Tigray and Amhara hunger crisis: Oxfam sounds alarm as families take extreme measures to survive

February 7, 2024

Families still reeling from the aftermath of a two-year conflict in Tigray are now resorting to increasingly desperate measures to survive. The conflict and erratic rainfall throughout the north of the country has further exacerbated the planting season which threatens to plunge the region into deeper humanitarian catastrophe if nothing is done, warns Oxfam.

Hareyat (50), a mother of four girls in Kola Tambien at Meles Preparatory school which is now sheltering displaced people, said: “We are hungry, our children have nothing to eat sometimes for an entire day. Pregnant women and mothers with small babies are suffering. The hunger is so unbearable that mothers are forcing their children to sleep for longer hours to avoid hunger pains since there is nothing to feed them. Mothers are also having to feed their children roots meant for animals in order to survive.”

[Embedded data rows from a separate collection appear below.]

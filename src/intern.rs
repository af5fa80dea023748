//! Interned Symbol and Keyword types.
//!
//! Symbols and keywords are interned so that two occurrences of the same
//! text share one allocation. Equality is a pointer comparison and hashing
//! hashes the pointer, which is what makes environment frames keyed by
//! symbol cheap to probe.
//!
//! Interned names are never deallocated; the registry holds strong
//! references for the life of the process. Scripts use a bounded set of
//! names in practice, so the monotonic growth is acceptable.
//!
//! The registry itself is an explicit [`Interner`] value. A process-wide
//! default instance sits behind a mutex (interning happens from whatever
//! thread is evaluating a script), but tests can construct isolated
//! interners and go through them directly. Lookup and comparison after
//! interning never touch the lock.

use std::collections::HashMap;
use std::fmt;
use std::hash::{Hash, Hasher};
use std::sync::{Arc, Mutex, OnceLock};

#[derive(Debug)]
struct Name {
    namespace: Option<Arc<str>>,
    name: Arc<str>,
}

type InternKey = (Option<Arc<str>>, Arc<str>);

/// Registry of interned symbol and keyword names.
///
/// Symbols and keywords intern through separate tables: a symbol `foo` and
/// a keyword `:foo` are distinct values that never compare equal.
pub struct Interner {
    symbols: HashMap<InternKey, Arc<Name>>,
    keywords: HashMap<InternKey, Arc<Name>>,
    strings: HashMap<String, Arc<str>>,
}

impl Interner {
    pub fn new() -> Interner {
        Interner {
            symbols: HashMap::new(),
            keywords: HashMap::new(),
            strings: HashMap::new(),
        }
    }

    fn intern_str(&mut self, s: &str) -> Arc<str> {
        if let Some(interned) = self.strings.get(s) {
            Arc::clone(interned)
        } else {
            let interned: Arc<str> = Arc::from(s);
            self.strings.insert(s.to_string(), Arc::clone(&interned));
            interned
        }
    }

    fn intern_name(
        table: &mut HashMap<InternKey, Arc<Name>>,
        ns: Option<Arc<str>>,
        name: Arc<str>,
    ) -> Arc<Name> {
        let key = (ns.clone(), name.clone());
        if let Some(existing) = table.get(&key) {
            Arc::clone(existing)
        } else {
            let inner = Arc::new(Name {
                namespace: ns,
                name,
            });
            table.insert(key, Arc::clone(&inner));
            inner
        }
    }

    pub fn symbol(&mut self, namespace: Option<&str>, name: &str) -> Symbol {
        let ns = namespace.map(|s| self.intern_str(s));
        let n = self.intern_str(name);
        Symbol(Self::intern_name(&mut self.symbols, ns, n))
    }

    pub fn keyword(&mut self, namespace: Option<&str>, name: &str) -> Keyword {
        let ns = namespace.map(|s| self.intern_str(s));
        let n = self.intern_str(name);
        Keyword(Self::intern_name(&mut self.keywords, ns, n))
    }
}

impl Default for Interner {
    fn default() -> Self {
        Interner::new()
    }
}

static GLOBAL: OnceLock<Mutex<Interner>> = OnceLock::new();

fn global() -> &'static Mutex<Interner> {
    GLOBAL.get_or_init(|| Mutex::new(Interner::new()))
}

/// An interned identifier with an optional namespace, compared by identity.
#[derive(Clone)]
pub struct Symbol(Arc<Name>);

impl Symbol {
    /// Intern a symbol with no namespace in the process-wide registry.
    pub fn new(name: &str) -> Symbol {
        global()
            .lock()
            .expect("interner mutex poisoned")
            .symbol(None, name)
    }

    pub fn namespaced(namespace: &str, name: &str) -> Symbol {
        global()
            .lock()
            .expect("interner mutex poisoned")
            .symbol(Some(namespace), name)
    }

    /// Parse `"foo"` or `"ns/foo"`. A lone `/` is the division symbol.
    pub fn parse(text: &str) -> Symbol {
        match text.find('/') {
            Some(pos) if text != "/" => Symbol::namespaced(&text[..pos], &text[pos + 1..]),
            _ => Symbol::new(text),
        }
    }

    pub fn namespace(&self) -> Option<&str> {
        self.0.namespace.as_deref()
    }

    pub fn name(&self) -> &str {
        &self.0.name
    }

    pub fn has_namespace(&self) -> bool {
        self.0.namespace.is_some()
    }
}

impl fmt::Display for Symbol {
    fn fmt(&self, f: &mut fmt::Formatter<'_>) -> fmt::Result {
        match &self.0.namespace {
            Some(ns) => write!(f, "{}/{}", ns, self.0.name),
            None => write!(f, "{}", self.0.name),
        }
    }
}

impl fmt::Debug for Symbol {
    fn fmt(&self, f: &mut fmt::Formatter<'_>) -> fmt::Result {
        write!(f, "Symbol({})", self)
    }
}

impl PartialEq for Symbol {
    fn eq(&self, other: &Self) -> bool {
        // Interning makes pointer comparison sufficient
        Arc::ptr_eq(&self.0, &other.0)
    }
}

impl Eq for Symbol {}

impl Hash for Symbol {
    fn hash<H: Hasher>(&self, state: &mut H) {
        Arc::as_ptr(&self.0).hash(state);
    }
}

/// A self-evaluating interned identifier, printed with a leading colon.
#[derive(Clone)]
pub struct Keyword(Arc<Name>);

impl Keyword {
    pub fn new(name: &str) -> Keyword {
        global()
            .lock()
            .expect("interner mutex poisoned")
            .keyword(None, name)
    }

    pub fn namespaced(namespace: &str, name: &str) -> Keyword {
        global()
            .lock()
            .expect("interner mutex poisoned")
            .keyword(Some(namespace), name)
    }

    /// Parse the text after the colon: `"foo"` or `"ns/foo"`.
    pub fn parse(text: &str) -> Keyword {
        match text.find('/') {
            Some(pos) if text != "/" => Keyword::namespaced(&text[..pos], &text[pos + 1..]),
            _ => Keyword::new(text),
        }
    }

    pub fn namespace(&self) -> Option<&str> {
        self.0.namespace.as_deref()
    }

    pub fn name(&self) -> &str {
        &self.0.name
    }
}

impl fmt::Display for Keyword {
    fn fmt(&self, f: &mut fmt::Formatter<'_>) -> fmt::Result {
        match &self.0.namespace {
            Some(ns) => write!(f, ":{}/{}", ns, self.0.name),
            None => write!(f, ":{}", self.0.name),
        }
    }
}

impl fmt::Debug for Keyword {
    fn fmt(&self, f: &mut fmt::Formatter<'_>) -> fmt::Result {
        write!(f, "Keyword({})", self)
    }
}

impl PartialEq for Keyword {
    fn eq(&self, other: &Self) -> bool {
        Arc::ptr_eq(&self.0, &other.0)
    }
}

impl Eq for Keyword {}

impl Hash for Keyword {
    fn hash<H: Hasher>(&self, state: &mut H) {
        Arc::as_ptr(&self.0).hash(state);
    }
}

// --- Unit Tests ---
#[cfg(test)]
mod tests {
    use super::*;

    #[test]
    fn test_symbol_interning_identity() {
        let a = Symbol::new("trace-depth");
        let b = Symbol::new("trace-depth");
        assert_eq!(a, b);
        assert!(Arc::ptr_eq(&a.0, &b.0));
    }

    #[test]
    fn test_symbol_namespace_split() {
        let sym = Symbol::parse("agent/install");
        assert_eq!(sym.namespace(), Some("agent"));
        assert_eq!(sym.name(), "install");
        assert_eq!(sym.to_string(), "agent/install");
    }

    #[test]
    fn test_division_symbol_is_not_namespaced() {
        let sym = Symbol::parse("/");
        assert!(sym.namespace().is_none());
        assert_eq!(sym.name(), "/");
    }

    #[test]
    fn test_symbol_and_keyword_are_distinct() {
        let sym = Symbol::new("enabled");
        let kw = Keyword::new("enabled");
        assert_eq!(sym.name(), kw.name());
        // Different types; also different intern tables, so the backing
        // pointers differ even for identical text.
        assert!(!Arc::ptr_eq(&sym.0, &kw.0));
    }

    #[test]
    fn test_keyword_display() {
        assert_eq!(Keyword::new("timeout").to_string(), ":timeout");
        assert_eq!(Keyword::namespaced("jmx", "bean").to_string(), ":jmx/bean");
    }

    #[test]
    fn test_isolated_interner() {
        let mut reg = Interner::new();
        let a = reg.symbol(None, "x");
        let b = reg.symbol(None, "x");
        assert_eq!(a, b);
        // A private interner never aliases the global one.
        let c = Symbol::new("x");
        assert!(!Arc::ptr_eq(&a.0, &c.0));
    }

    #[test]
    fn test_hash_follows_identity() {
        use std::collections::HashMap;
        let mut m = HashMap::new();
        m.insert(Symbol::new("hits"), 1);
        assert_eq!(m.get(&Symbol::new("hits")), Some(&1));
        assert_eq!(m.get(&Symbol::new("misses")), None);
    }
}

Nearly 400 people according to the national Ombudsman in the Tigray and Amhara regions – mostly children and elderly – have already died of starvation in the last six months. 3.5 million people in Tigray are in urgent need of food assistance with one million people facing acute hunger. Unless humanitarian efforts are drastically scaled-up, the region could risk plunging into further starvation.

Oxfam in Ethiopia’s Country Director Gezahegn Kebede said: “It is morally and politically bankrupt to watch people starve. This is only the tip of the iceberg, millions more people are having to resort to unimaginable ways to stave off hunger and find their next meal.”

Food shortages are at critical level as millions face extreme challenges accessing food in parts of eastern, southern, and central Tigray, and more people are expected to follow from now to May, according to FEWSNET.

Despite the ceasefire between Ethiopian government and the Tigray forces in November 2022, the ongoing conflict in parts of the Amhara region have forced over 1.55 million people to flee their homes, leaving 9.4 million people – or one in three people in northern Ethiopia – in extreme hunger.

The drought, the shortage of seeds and the desert locust invasion which started in late 2023 and persisted to the first weeks of 2024, has halved the harvest from the planned 1.32 million hectare to 660,000 hectares. Even worse, of the reduced harvest, at least 132,000 hectares of crops have died, and tens of thousands of livestock have perished during the current dry season. If the rainy season is delayed further, millions of people will be pushed into further destitution.

The drop in production of crops has caused food prices to surge to a five-year-high and caused a shortage of seasonal farming work, making food unaffordable for millions of people. Many farmers have also lost their main source of income due to these successive and compounded shocks.

Despite being one of the worst humanitarian crises in the world, the humanitarian response in Northern Ethiopia remains under funded. Only 34% of the $4 billion UN appeal for Ethiopia last year was funded.

USAID and WFP suspended food aid for six months, in response to allegations of food diversion in 2023, which has deteriorated the food security, cutting the lifeline of emergency food supplies to millions of people displaced by conflict and climate change. Even though aid has resumed, it’s only a drop in the desert given the immensity of the needs.

“Without an urgent and major inflow of aid and increased humanitarian efforts by donors, the lives of many more people are at risk .” said Kebede.